Collected data entries

——

//! Class token combinator.
//!
//! Turns a `:class` value into `(token, enabled)` pairs:
//!
//! ```text
//! 'a b'                    → (a, on) (b, on)
//! {active: x, hidden: y}   → (active, x?) (hidden, y?)
//! [cond && 'c', 'd e']     → truthy items only, each split on whitespace
//! ```

use crate::types::Value;

fn tokenize(text: &str, enabled: bool, out: &mut Vec<(String, bool)>) {
    out.extend(text.split_whitespace().map(|token| (token.to_string(), enabled)));
}

/// Normalize a class value into ordered `(token, enabled)` pairs.
pub fn class_tokens(value: &Value) -> Vec<(String, bool)> {
    let mut out = Vec::new();
    match value {
        Value::String(text) => tokenize(text, true, &mut out),
        Value::Object(map) => {
            for (name, enabled) in map {
                // Keys may themselves hold several tokens ({'a b': true}).
                tokenize(name, enabled.is_truthy(), &mut out);
            }
        }
        Value::Array(items) => {
            for item in items.iter().filter(|item| item.is_truthy()) {
                match item {
                    Value::String(text) => tokenize(text, true, &mut out),
                    other => out.extend(class_tokens(other)),
                }
            }
        }
        // Numbers and booleans contribute nothing, as do nullish values.
        _ => {}
    }
    out
}

/// Final class list: `base` tokens, then `value`'s tokens applied in order.
///
/// Enabled tokens are appended once; disabled tokens are removed, even when
/// they came from `base`.
pub fn combine(base: &[String], value: &Value) -> Vec<String> {
    let mut classes: Vec<String> = Vec::new();
    let toggles = base
        .iter()
        .map(|token| (token.clone(), true))
        .chain(class_tokens(value));
    for (token, enabled) in toggles {
        let present = classes.iter().position(|existing| *existing == token);
        match (enabled, present) {
            (true, None) => classes.push(token),
            (false, Some(index)) => {
                classes.remove(index);
            }
            _ => {}
        }
    }
    classes
}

——

▸ **Your objective**
Write the data out in full, matching every line exactly.

▸ **Solution**
//! Class token combinator.
//!
//! Turns a `:class` value into `(token, enabled)` pairs:
//!
//! ```text
//! 'a b'                    → (a, on) (b, on)
//! {active: x, hidden: y}   → (active, x?) (hidden, y?)
//! [cond && 'c', 'd e']     → truthy items only, each split on whitespace
//! ```

use crate::types::Value;

fn tokenize(text: &str, enabled: bool, out: &mut Vec<(String, bool)>) {
    out.extend(text.split_whitespace().map(|token| (token.to_string(), enabled)));
}

/// Normalize a class value into ordered `(token, enabled)` pairs.
pub fn class_tokens(value: &Value) -> Vec<(String, bool)> {
    let mut out = Vec::new();
    match value {
        Value::String(text) => tokenize(text, true, &mut out),
        Value::Object(map) => {
            for (name, enabled) in map {
                // Keys may themselves hold several tokens ({'a b': true}).
                tokenize(name, enabled.is_truthy(), &mut out);
            }
        }
        Value::Array(items) => {
            for item in items.iter().filter(|item| item.is_truthy()) {
                match item {
                    Value::String(text) => tokenize(text, true, &mut out),
                    other => out.extend(class_tokens(other)),
                }
            }
        }
        // Numbers and booleans contribute nothing, as do nullish values.
        _ => {}
    }
    out
}

/// Final class list: `base` tokens, then `value`'s tokens applied in order.
///
/// Enabled tokens are appended once; disabled tokens are removed, even when
/// they came from `base`.
pub fn combine(base: &[String], value: &Value) -> Vec<String> {
    let mut classes: Vec<String> = Vec::new();
    let toggles = base
        .iter()
        .map(|token| (token.clone(), true))
        .chain(class_tokens(value));
    for (token, enabled) in toggles {
        let present = classes.iter().position(|existing| *existing == token);
        match (enabled, present) {
            (true, None) => classes.push(token),
            (false, Some(index)) => {
                classes.remove(index);
            }
            _ => {}
        }
    }
    classes
}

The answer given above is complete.